Magnetic Resonance Imaging/Angiography/Venography
Magnetic resonance imaging/angiography (MRI/MRA) and magnetic resonance venography (MRV) have been evaluated for potential use in diagnosing brain death. MRI is noninvasive and accurate, but not routinely available 24 hours a day, not a bedside test, and difficult to obtain in a critical patient requiring magnet sensitive ventilation equipment, infusion pumps, and temperature probes. Tonsillar herniation and downward displacement of the brain stem can be evident on MRI evaluation and is a suggested method to diagnose brain death. 19 MRA may identify lack of intracranial arterial flow, which also may suggest brain death. However, there is concern about the sensitivity of MRA to slow blood flow that may mimic lack of blood flow. MRV can be used to visualize the intracranial veins with the lack of visualization of intracranial veins inferring lack of intracranial circulation and brain death. However, partial filling of intracranial veins may still be seen despite evidence of tonsillar herniation and no MRA arterial flow. 19 Decreased quality of images secondary to the limited magnet strength and magnetic field can produce problems evaluating respective studies. 19 Further studies on MRI/MRA sensitivity and specificity need to be performed in relation to diagnosing brain death.

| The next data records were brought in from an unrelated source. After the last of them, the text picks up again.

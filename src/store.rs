//! Copyright © 2025-2026 Wenze Wei. All Rights Reserved.
//!
//! This file is part of Zi.
//! The Zi project belongs to the Dunimd Team.
//!
//! Licensed under the Apache License, Version 2.0 (the "License");
//! You may not use this file except in compliance with the License.
//! You may obtain a copy of the License at
//!
//!     http://www.apache.org/licenses/LICENSE-2.0
//!
//! Unless required by applicable law or agreed to in writing, software
//! distributed under the License is distributed on an "AS IS" BASIS,
//! WITHOUT WARRANTIES OR CONDITIONS OF ANY KIND, either express or implied.
//! See the License for the specific language governing permissions and
//! limitations under the License.


//! # Zi Wrangle Transient Store Module
//!
//! Per-execution state shared by the directives of one pipeline run. Entries
//! are keyed by a structured [`ZiStoreKey`]: the scope of the owning statement
//! plus a slot name chosen by the directive. Two directives, or two
//! occurrences of the same directive in one recipe, therefore never see each
//! other's entries.
//!
//! A store lives exactly as long as one [`crate::pipeline::ZiRecipePipeline`]
//! and is never shared across executions.

use std::collections::HashMap;

use crate::errors::{Result, ZiError};
use crate::record::ZiValue;

/// Owner of a group of store entries: one statement of the recipe.
#[derive(Clone, Debug, PartialEq, Eq, Hash)]
pub struct ZiStoreScope {
    pub directive: String,
    pub statement: usize,
}

impl ZiStoreScope {
    pub fn new(directive: impl Into<String>, statement: usize) -> Self {
        ZiStoreScope {
            directive: directive.into(),
            statement,
        }
    }
}

#[derive(Clone, Debug, PartialEq, Eq, Hash)]
pub struct ZiStoreKey {
    pub scope: ZiStoreScope,
    pub slot: &'static str,
}

#[derive(Debug, Default)]
pub struct ZiTransientStore {
    entries: HashMap<ZiStoreKey, ZiValue>,
}

impl ZiTransientStore {
    pub fn new() -> Self {
        ZiTransientStore::default()
    }

    pub fn get(&self, key: &ZiStoreKey) -> Option<&ZiValue> {
        self.entries.get(key)
    }

    pub fn set(&mut self, key: ZiStoreKey, value: ZiValue) -> Option<ZiValue> {
        self.entries.insert(key, value)
    }

    pub fn remove(&mut self, key: &ZiStoreKey) -> Option<ZiValue> {
        self.entries.remove(key)
    }

    pub fn len(&self) -> usize {
        self.entries.len()
    }

    pub fn is_empty(&self) -> bool {
        self.entries.is_empty()
    }

    pub fn clear(&mut self) {
        self.entries.clear();
    }

    /// View restricted to the entries of `scope`.
    pub fn scoped(&mut self, scope: ZiStoreScope) -> ZiScopedStore<'_> {
        ZiScopedStore { store: self, scope }
    }
}

/// The slice of a [`ZiTransientStore`] a single directive may touch.
#[derive(Debug)]
pub struct ZiScopedStore<'a> {
    store: &'a mut ZiTransientStore,
    scope: ZiStoreScope,
}

impl ZiScopedStore<'_> {
    fn key(&self, slot: &'static str) -> ZiStoreKey {
        ZiStoreKey {
            scope: self.scope.clone(),
            slot,
        }
    }

    pub fn scope(&self) -> &ZiStoreScope {
        &self.scope
    }

    pub fn get(&self, slot: &'static str) -> Option<&ZiValue> {
        self.store.get(&self.key(slot))
    }

    pub fn set(&mut self, slot: &'static str, value: impl Into<ZiValue>) {
        let key = self.key(slot);
        self.store.set(key, value.into());
    }

    pub fn remove(&mut self, slot: &'static str) -> Option<ZiValue> {
        let key = self.key(slot);
        self.store.remove(&key)
    }

    /// Integer in `slot`, zero when unset.
    pub fn int(&self, slot: &'static str) -> Result<i64> {
        match self.get(slot) {
            None => Ok(0),
            Some(ZiValue::Int(value)) => Ok(*value),
            Some(other) => Err(ZiError::internal(format!(
                "store slot '{slot}' of '{}' holds a {}, expected int",
                self.scope.directive,
                other.type_name()
            ))),
        }
    }

    /// Adds `delta` to the integer in `slot` with overflow checking and
    /// returns the new total.
    pub fn increment(&mut self, slot: &'static str, delta: i64) -> Result<i64> {
        let total = self.int(slot)?.checked_add(delta).ok_or_else(|| {
            ZiError::directive_execution(
                self.scope.directive.clone(),
                format!("accumulated value '{slot}' overflows a 64-bit integer"),
            )
        })?;
        self.set(slot, total);
        Ok(total)
    }
}

#[cfg(test)]
mod tests {
    use super::*;

    #[test]
    fn scopes_do_not_collide() {
        let mut store = ZiTransientStore::new();
        store.scoped(ZiStoreScope::new("aggregate-stats", 0)).increment("rows", 2).unwrap();
        store.scoped(ZiStoreScope::new("aggregate-stats", 3)).increment("rows", 5).unwrap();

        assert_eq!(store.len(), 2);
        assert_eq!(store.scoped(ZiStoreScope::new("aggregate-stats", 0)).int("rows").unwrap(), 2);
        assert_eq!(store.scoped(ZiStoreScope::new("other", 0)).int("rows").unwrap(), 0);
    }

    #[test]
    fn increment_detects_overflow_and_type_mismatch() {
        let mut store = ZiTransientStore::new();
        let mut scoped = store.scoped(ZiStoreScope::new("d", 1));
        scoped.set("total", i64::MAX - 1);
        assert_eq!(scoped.increment("total", 1).unwrap(), i64::MAX);
        assert!(scoped.increment("total", 1).is_err());

        scoped.set("label", "x");
        assert!(scoped.int("label").is_err());
    }
}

Magnetic Resonance Perfusion and Magnetic Resonance Spectroscopy
Magnetic resonance (MR) perfusion and MR spectroscopy studies have also been used to evaluate brain death in patients. Diffusion-weighted imaging (DWI) was thought to be potentially useful after two studies demonstrated decreases in apparent diffusion coefficient in the parenchyma of clinically diagnosed brain-dead patients. 20 21 However, DWI lacks the specificity and sensitivity to predict global brain function. 16 MR spectroscopy would likely demonstrate metabolite derangements, in lactate, for example, with neuronal death, but these are late findings not often seen on initial study. 22 Another study looked at nonproton MR spectroscopy using sodium- and phosphorus-based techniques trying to specifically look at adenosine triphosphate-dependent pathways or neuronal membrane integrity, 23 but these tests have not been validated. 16 Therefore, the sensitivity and specificity of MR perfusion and MR spectroscopy are lacking and cannot be recommended as a formal ancillary test useful in evaluation of the potential brain-dead patient at this time.

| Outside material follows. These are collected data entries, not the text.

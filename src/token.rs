//! Copyright © 2025-2026 Wenze Wei. All Rights Reserved.
//!
//! This file is part of Zi.
//! The Zi project belongs to the Dunimd Team.
//!
//! Licensed under the Apache License, Version 2.0 (the "License");
//! You may not use this file except in compliance with the License.
//! You may obtain a copy of the License at
//!
//!     http://www.apache.org/licenses/LICENSE-2.0
//!
//! Unless required by applicable law or agreed to in writing, software
//! distributed under the License is distributed on an "AS IS" BASIS,
//! WITHOUT WARRANTIES OR CONDITIONS OF ANY KIND, either express or implied.
//! See the License for the specific language governing permissions and
//! limitations under the License.


//! # Zi Wrangle Token Module
//!
//! Typed argument values bound from recipe text. [`ZiToken`] is a closed set
//! of variants, one per [`ZiTokenType`], each holding its parsed value. The
//! binder collects tokens into a [`ZiArguments`] bag that directives read
//! while initializing.

use std::fmt;

use serde::{Deserialize, Serialize};

use crate::errors::{Result, ZiError};
use crate::literal::{ZiByteSize, ZiTimeDuration};
use crate::record::ZiValue;

/// The argument types a directive can request.
#[derive(Clone, Copy, Debug, PartialEq, Eq, Hash, Serialize, Deserialize)]
pub enum ZiTokenType {
    DirectiveName,
    ColumnName,
    ColumnNameList,
    Text,
    QuotedString,
    Numeric,
    ByteSize,
    TimeDuration,
    Property,
}

impl ZiTokenType {
    pub fn as_str(&self) -> &'static str {
        match self {
            ZiTokenType::DirectiveName => "directive name",
            ZiTokenType::ColumnName => "column name",
            ZiTokenType::ColumnNameList => "column name list",
            ZiTokenType::Text => "text",
            ZiTokenType::QuotedString => "quoted string",
            ZiTokenType::Numeric => "numeric",
            ZiTokenType::ByteSize => "byte size",
            ZiTokenType::TimeDuration => "time duration",
            ZiTokenType::Property => "property",
        }
    }
}

impl fmt::Display for ZiTokenType {
    fn fmt(&self, f: &mut fmt::Formatter<'_>) -> fmt::Result {
        f.write_str(self.as_str())
    }
}

/// Number literal; integers stay exact.
#[derive(Clone, Copy, Debug, PartialEq, Serialize, Deserialize)]
pub enum ZiNumeric {
    Int(i64),
    Float(f64),
}

impl ZiNumeric {
    pub fn as_f64(&self) -> f64 {
        match self {
            ZiNumeric::Int(value) => *value as f64,
            ZiNumeric::Float(value) => *value,
        }
    }

    pub fn as_i64(&self) -> Option<i64> {
        match self {
            ZiNumeric::Int(value) => Some(*value),
            ZiNumeric::Float(_) => None,
        }
    }
}

impl fmt::Display for ZiNumeric {
    fn fmt(&self, f: &mut fmt::Formatter<'_>) -> fmt::Result {
        match self {
            ZiNumeric::Int(value) => write!(f, "{value}"),
            ZiNumeric::Float(value) => write!(f, "{value}"),
        }
    }
}

/// `key:value` pair with the value kept as written.
#[derive(Clone, Debug, PartialEq, Eq, Serialize, Deserialize)]
pub struct ZiProperty {
    pub key: String,
    pub value: String,
}

/// A bound argument value.
#[derive(Clone, Debug, PartialEq, Serialize, Deserialize)]
pub enum ZiToken {
    DirectiveName(String),
    ColumnName(String),
    ColumnNameList(Vec<String>),
    Text(String),
    QuotedString(String),
    Numeric(ZiNumeric),
    ByteSize(ZiByteSize),
    TimeDuration(ZiTimeDuration),
    Property(ZiProperty),
}

impl ZiToken {
    pub fn token_type(&self) -> ZiTokenType {
        match self {
            ZiToken::DirectiveName(_) => ZiTokenType::DirectiveName,
            ZiToken::ColumnName(_) => ZiTokenType::ColumnName,
            ZiToken::ColumnNameList(_) => ZiTokenType::ColumnNameList,
            ZiToken::Text(_) => ZiTokenType::Text,
            ZiToken::QuotedString(_) => ZiTokenType::QuotedString,
            ZiToken::Numeric(_) => ZiTokenType::Numeric,
            ZiToken::ByteSize(_) => ZiTokenType::ByteSize,
            ZiToken::TimeDuration(_) => ZiTokenType::TimeDuration,
            ZiToken::Property(_) => ZiTokenType::Property,
        }
    }

    /// Row value equivalent of the token.
    pub fn to_value(&self) -> ZiValue {
        match self {
            ZiToken::DirectiveName(text)
            | ZiToken::ColumnName(text)
            | ZiToken::Text(text)
            | ZiToken::QuotedString(text) => ZiValue::String(text.clone()),
            ZiToken::ColumnNameList(columns) => {
                ZiValue::Array(columns.iter().map(|c| ZiValue::String(c.clone())).collect())
            }
            ZiToken::Numeric(ZiNumeric::Int(value)) => ZiValue::Int(*value),
            ZiToken::Numeric(ZiNumeric::Float(value)) => ZiValue::Float(*value),
            ZiToken::ByteSize(size) => ZiValue::ByteSize(size.clone()),
            ZiToken::TimeDuration(duration) => ZiValue::TimeDuration(duration.clone()),
            ZiToken::Property(property) => {
                ZiValue::String(format!("{}:{}", property.key, property.value))
            }
        }
    }
}

impl fmt::Display for ZiToken {
    fn fmt(&self, f: &mut fmt::Formatter<'_>) -> fmt::Result {
        match self {
            ZiToken::ColumnNameList(columns) => f.write_str(&columns.join(",")),
            other => write!(f, "{}", other.to_value()),
        }
    }
}

/// Arguments bound for one statement, keyed by the usage definition's names.
#[derive(Clone, Debug, Default, PartialEq, Serialize, Deserialize)]
pub struct ZiArguments {
    directive: String,
    line: usize,
    values: Vec<(String, ZiToken)>,
}

impl ZiArguments {
    pub fn new(directive: impl Into<String>, line: usize) -> Self {
        ZiArguments {
            directive: directive.into(),
            line,
            values: Vec::new(),
        }
    }

    pub fn directive(&self) -> &str {
        &self.directive
    }

    /// Source line of the statement these arguments came from.
    pub fn line(&self) -> usize {
        self.line
    }

    pub fn insert(&mut self, name: impl Into<String>, token: ZiToken) -> Result<()> {
        let name = name.into();
        if self.contains(&name) {
            return Err(ZiError::recipe_parse(
                &self.directive,
                format!("argument '{name}' is specified more than once"),
            ));
        }
        self.values.push((name, token));
        Ok(())
    }

    pub fn contains(&self, name: &str) -> bool {
        self.values.iter().any(|(key, _)| key == name)
    }

    pub fn get(&self, name: &str) -> Option<&ZiToken> {
        self.values
            .iter()
            .find(|(key, _)| key == name)
            .map(|(_, token)| token)
    }

    pub fn len(&self) -> usize {
        self.values.len()
    }

    pub fn is_empty(&self) -> bool {
        self.values.is_empty()
    }

    pub fn iter(&self) -> impl Iterator<Item = (&str, &ZiToken)> {
        self.values.iter().map(|(key, token)| (key.as_str(), token))
    }

    fn require(&self, name: &str) -> Result<&ZiToken> {
        self.get(name).ok_or_else(|| {
            ZiError::directive_parse(&self.directive, format!("argument '{name}' is missing"))
        })
    }

    fn mismatch(&self, name: &str, expected: ZiTokenType, token: &ZiToken) -> ZiError {
        ZiError::directive_parse(
            &self.directive,
            format!(
                "argument '{name}' is a {}, expected {expected}",
                token.token_type()
            ),
        )
    }

    pub fn column(&self, name: &str) -> Result<&str> {
        match self.require(name)? {
            ZiToken::ColumnName(column) => Ok(column),
            other => Err(self.mismatch(name, ZiTokenType::ColumnName, other)),
        }
    }

    /// Column list; a single column name reads as a one-element list.
    pub fn columns(&self, name: &str) -> Result<Vec<String>> {
        match self.require(name)? {
            ZiToken::ColumnNameList(columns) => Ok(columns.clone()),
            ZiToken::ColumnName(column) => Ok(vec![column.clone()]),
            other => Err(self.mismatch(name, ZiTokenType::ColumnNameList, other)),
        }
    }

    /// Text content of a text or quoted-string argument.
    pub fn text(&self, name: &str) -> Result<&str> {
        match self.require(name)? {
            ZiToken::Text(text) | ZiToken::QuotedString(text) => Ok(text),
            other => Err(self.mismatch(name, ZiTokenType::Text, other)),
        }
    }

    /// Like [`ZiArguments::text`] but `None` when the argument was not given.
    pub fn optional_text(&self, name: &str) -> Result<Option<&str>> {
        if self.contains(name) {
            self.text(name).map(Some)
        } else {
            Ok(None)
        }
    }

    pub fn numeric(&self, name: &str) -> Result<ZiNumeric> {
        match self.require(name)? {
            ZiToken::Numeric(value) => Ok(*value),
            other => Err(self.mismatch(name, ZiTokenType::Numeric, other)),
        }
    }

    pub fn byte_size(&self, name: &str) -> Result<&ZiByteSize> {
        match self.require(name)? {
            ZiToken::ByteSize(size) => Ok(size),
            other => Err(self.mismatch(name, ZiTokenType::ByteSize, other)),
        }
    }

    pub fn time_duration(&self, name: &str) -> Result<&ZiTimeDuration> {
        match self.require(name)? {
            ZiToken::TimeDuration(duration) => Ok(duration),
            other => Err(self.mismatch(name, ZiTokenType::TimeDuration, other)),
        }
    }
}

#[cfg(test)]
mod tests {
    use super::*;

    #[test]
    fn accessors_check_token_types() {
        let mut args = ZiArguments::new("demo", 1);
        args.insert("col", ZiToken::ColumnName("a".into())).unwrap();
        args.insert("unit", ZiToken::Text("MB".into())).unwrap();

        assert_eq!(args.column("col").unwrap(), "a");
        assert_eq!(args.columns("col").unwrap(), vec!["a".to_string()]);
        assert_eq!(args.optional_text("unit").unwrap(), Some("MB"));
        assert_eq!(args.optional_text("mode").unwrap(), None);
        assert!(args.text("col").is_err());
        assert!(matches!(
            args.column("missing"),
            Err(ZiError::DirectiveParse { .. })
        ));
    }

    #[test]
    fn duplicate_names_are_rejected() {
        let mut args = ZiArguments::new("demo", 3);
        args.insert("x", ZiToken::Numeric(ZiNumeric::Int(1))).unwrap();
        let err = args.insert("x", ZiToken::Numeric(ZiNumeric::Int(2))).unwrap_err();
        assert!(matches!(err, ZiError::RecipeParse { .. }));
        assert_eq!(args.len(), 1);
    }
}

Brain Stem Auditory Evoked Potentials
Brain stem auditory evoked potentials (BAEPs) have also been evaluated as a brain death ancillary test. BAEPs have been of particular interest because of the noninvasive nature of the test and reported ability to perform the test despite the presence of hypothermia or barbituates. 24 BAEPs use recordings from scalp electrodes to detect far field potentials deep in the brain. They can allow investigation of specific areas of interest related to the brain stem, but are an incomplete assessment of global brain function secondary to measuring only individual discrete pathways in the brain. Abnormalities in such pathways may eliminate the evoked potential while still sparing the other brain stem structures. 3 Therefore, BAEPs are limited to the restricted pathways and do not test for functional integrity of the central nervous system structures. 3 Ruiz-López et al reported results of BAEPs in 51 brain-dead pediatric patients. BAEPs following the establishment of brain death were compatible with brain death in 45 of 51 patients. 25 However, only 27 of these patients had a complete lack of BAEP, while the others had varying responses. This prompts discussion of what constitutes brain death in relation to BAEP. In another study, Ruiz-García et al studied BAEPs and somatosensory evoked potentials (SSEPs) in 107 clinically brain-dead pediatric patients and found 100 of 107 patients with no BAEP or SSEP confirming brain death. When correlated with clinical exam, BAEPs can provide additional information about potential brain death. 24 26 However, secondary to evoked potentials not measuring brain stem functionality, results of BAEPs should be carefully interpreted inpatients being assessed for brain death.
Xenon Computed Tomography
Xenon CT involves inhalation of the gas xenon with subsequent quantitative cerebral imaging. This avoids the use of contrast that is often required by many other ancillary tests and can potentially preserve kidney function if organ donation is pursued following brain death. Xenon CT is noninvasive, rapid, and provides quantitative measurements of cerebral blood flow. 27 In a 30-patient study where all patients met clinical criteria for brain death, xenon CT was performed after 4.5 to 6 minutes of xenon inhalation. 3 28 Average global cerebral blood flows of < 5 mL/100 g·min −1 is claimed to be confirmatory of brain death. Of 30 patients, 10 meeting clinical brain death criteria had areas of the brain with higher xenon flow than 5 mL/100 g·min −1 and 3 of these patients showed normal xenon cerebral blood flow. In addition, two of the three patients with normal xenon flow had EEG electrocerebral silence. Accessibility of xenon CT remains challenging with only a select number of North American academic institutions having access to the technology. 16 At this time, further evaluation of xenon CT needs to be performed prior to consideration of use in ancillary brain death testing.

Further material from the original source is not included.